Please SSOT / Reinforcement Learning? [EX4]

I have a question regarding computional expenses and to the algrithms of the 4th challenge

Disclaimer: Dieser Thread wurde aus dem alten Forum importiert. Daher werden eventuell nicht alle Formatierungen richtig angezeigt. Der ursprüngliche Thread beginnt im zweiten Post dieses Threads.

Please SSOT / Reinforcement Learning? [EX4]
Dear SAKI-Team,

I have a question regarding the fourth challenge.
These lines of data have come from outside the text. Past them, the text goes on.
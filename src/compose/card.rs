use crate::{
    assets::store::AvatarStore,
    compose::label::{TextAnchor, push_text},
    compose::plan::{CardPlan, DrawOp},
    compose::rail::{RailCtx, RailSide, layout_rail, split_rails},
    foundation::core::{Canvas, Rect, Rgba8},
    foundation::error::CardResult,
    geometry::rounded_rect_path,
    model::{Favorites, RenderConfig, ScoreRow},
    score::row_extremes,
    text::{FontStore, TextLayoutEngine},
};

// Fixed proportional ratios of the card's visual language. Everything else
// derives from RenderConfig.
const TITLE_HEIGHT_RATIO: f64 = 0.18;
const RANK_PANEL_WIDTH_RATIO: f64 = 0.14;
const RANK_PANEL_HEIGHT_RATIO: f64 = 0.9;

const PANEL_RADIUS: f64 = 14.0;
const RANK_PANEL_RADIUS: f64 = 12.0;
const TITLE_TEXT_INSET: f64 = 16.0;

const TITLE_PANEL_FILL: Rgba8 = Rgba8::new(0, 0, 0, 170);
const RAILS_PANEL_FILL: Rgba8 = Rgba8::new(0, 0, 0, 150);
const RANK_PANEL_FILL: Rgba8 = Rgba8::new(255, 255, 255, 30);
const TITLE_INK: Rgba8 = Rgba8::new(240, 240, 240, 255);
const ARTIST_INK: Rgba8 = Rgba8::new(200, 200, 200, 255);
const RANK_INK: Rgba8 = Rgba8::new(230, 230, 230, 255);
const AVG_LABEL_INK: Rgba8 = Rgba8::new(210, 210, 210, 200);

/// Compose one row into a [`CardPlan`].
///
/// The plan is built in a fixed sequence — title panel, rank/average panel,
/// rails panel, left rail, right rail — and every draw strictly composites
/// over what came before. The only fatal condition is a row missing a
/// required field; everything else degrades.
#[tracing::instrument(skip_all, fields(song = %row.song, rank = row.rank))]
pub fn compose_card(
    row: &ScoreRow,
    participants: &[String],
    avatars: &AvatarStore,
    favorites: &Favorites,
    fonts: &FontStore,
    config: &RenderConfig,
) -> CardResult<CardPlan> {
    row.validate()?;

    let canvas = Canvas {
        width: clamp_dim(config.card_w),
        height: clamp_dim(config.card_h),
    };
    let w = f64::from(canvas.width);
    let h = f64::from(canvas.height);
    let pad = f64::from(config.padding)
        .min((w / 2.0 - 1.0).max(0.0))
        .min((h / 2.0 - 1.0).max(0.0));
    let chip = f64::from(config.chip_size.max(1));
    let gap = f64::from(config.chip_gap);

    if !fonts.has_faces() {
        tracing::warn!("font store has no faces; text layers will be skipped");
    }
    let mut engine = TextLayoutEngine::new(fonts);
    let mut ops = Vec::new();

    // Title panel.
    let title_h = h * TITLE_HEIGHT_RATIO;
    ops.push(DrawOp::FillPath {
        path: rounded_rect_path(Rect::new(pad, pad, w - pad, pad + title_h), PANEL_RADIUS),
        color: TITLE_PANEL_FILL,
    });

    let title_y = pad + title_h * 0.15;
    let title_max_w = (w - 2.0 * pad - 2.0 * TITLE_TEXT_INSET).max(1.0);
    push_text(
        &mut engine,
        fonts,
        &mut ops,
        &row.song,
        title_h * 0.42,
        true,
        TITLE_INK,
        TextAnchor::TopCenter(w / 2.0, title_y),
        Some(title_max_w),
    );
    push_text(
        &mut engine,
        fonts,
        &mut ops,
        &row.artist,
        title_h * 0.26,
        false,
        ARTIST_INK,
        TextAnchor::TopCenter(w / 2.0, title_y + title_h * 0.48),
        Some(title_max_w),
    );

    // Rank / average panel, top-right.
    let box_w = w * RANK_PANEL_WIDTH_RATIO;
    let box_h = title_h * RANK_PANEL_HEIGHT_RATIO;
    let box_x0 = w - pad - box_w;
    let box_y0 = pad + (title_h - box_h) / 2.0;
    ops.push(DrawOp::FillPath {
        path: rounded_rect_path(
            Rect::new(box_x0, box_y0, box_x0 + box_w, box_y0 + box_h),
            RANK_PANEL_RADIUS,
        ),
        color: RANK_PANEL_FILL,
    });
    if config.show_rank {
        push_text(
            &mut engine,
            fonts,
            &mut ops,
            &format!("#{}", row.rank),
            box_h * 0.44,
            true,
            RANK_INK,
            TextAnchor::MiddleCenter(box_x0 + box_w * 0.25, box_y0 + box_h * 0.25),
            None,
        );
    }
    if config.show_avg {
        push_text(
            &mut engine,
            fonts,
            &mut ops,
            "AVG",
            box_h * 0.22,
            true,
            AVG_LABEL_INK,
            TextAnchor::MiddleCenter(box_x0 + box_w * 0.72, box_y0 + box_h * 0.20),
            None,
        );
        push_text(
            &mut engine,
            fonts,
            &mut ops,
            &format!("{:.2}", row.average),
            box_h * 0.44,
            true,
            RANK_INK,
            TextAnchor::MiddleCenter(box_x0 + box_w * 0.72, box_y0 + box_h * 0.60),
            None,
        );
    }

    // Rails panel spanning the remaining vertical space.
    let rails_top = pad + title_h + gap;
    let rails_bottom = (h - pad).max(rails_top);
    ops.push(DrawOp::FillPath {
        path: rounded_rect_path(Rect::new(pad, rails_top, w - pad, rails_bottom), PANEL_RADIUS),
        color: RAILS_PANEL_FILL,
    });

    // Rails: left before right, each top to bottom.
    let (left, right) = split_rails(participants, config.rail_mode);
    let ctx = RailCtx {
        row,
        avatars,
        favorites,
        fonts,
        extremes: row_extremes(row, participants),
        chip,
        gap,
        star_opacity: config.star_opacity,
    };
    let start_y = rails_top + gap;
    if !left.is_empty() {
        layout_rail(
            &ctx,
            &mut engine,
            RailSide::Left,
            pad + gap,
            start_y,
            left,
            &mut ops,
        )?;
    }
    if !right.is_empty() {
        layout_rail(
            &ctx,
            &mut engine,
            RailSide::Right,
            w - pad - gap,
            start_y,
            right,
            &mut ops,
        )?;
    }

    tracing::debug!(ops = ops.len(), "composed card plan");
    Ok(CardPlan { canvas, ops })
}

fn clamp_dim(v: u32) -> u32 {
    v.clamp(1, u32::from(u16::MAX))
}

#[cfg(test)]
#[path = "../../tests/unit/compose/card.rs"]
mod tests;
First, the slides state we should use a warehouse of 3x2. Now it’s 3x3. Of course, the number of states has changed drastically from around 24 to over 15 million. How shall we implement this? For example a numpy array with 6x17Mx17M dtype=np.float16 has 32TiB. Even if I would allocate it partially with storage mapping or If I would use hdf5, it’s just is too big for my hard drive - and I guess its even too big for every hardware which everyone of us has at home. I am not sure but I think even you have quite a hard time even on the HPC? ^^

Furthermore, there are several slides in the drive folder it would be nice to have just one single source of thought. However, it would be great to have more resources on calculating P. Within our lecture on Reinformence Learning (MLTS WS20/32 Lecture 13, FAU TV, Dr. Mutschler), we learned that usually, you use SARSA, Q-Learning if it comes to applications like this. This is because the table representation is just not feasible, as stated above.

Thank you a lot for your time and afford. I hope nobody has asked this question already; if this is the case, I very am sorry for stealilng your time twice.

Best Regards,

You can consider it as 2x2 layout.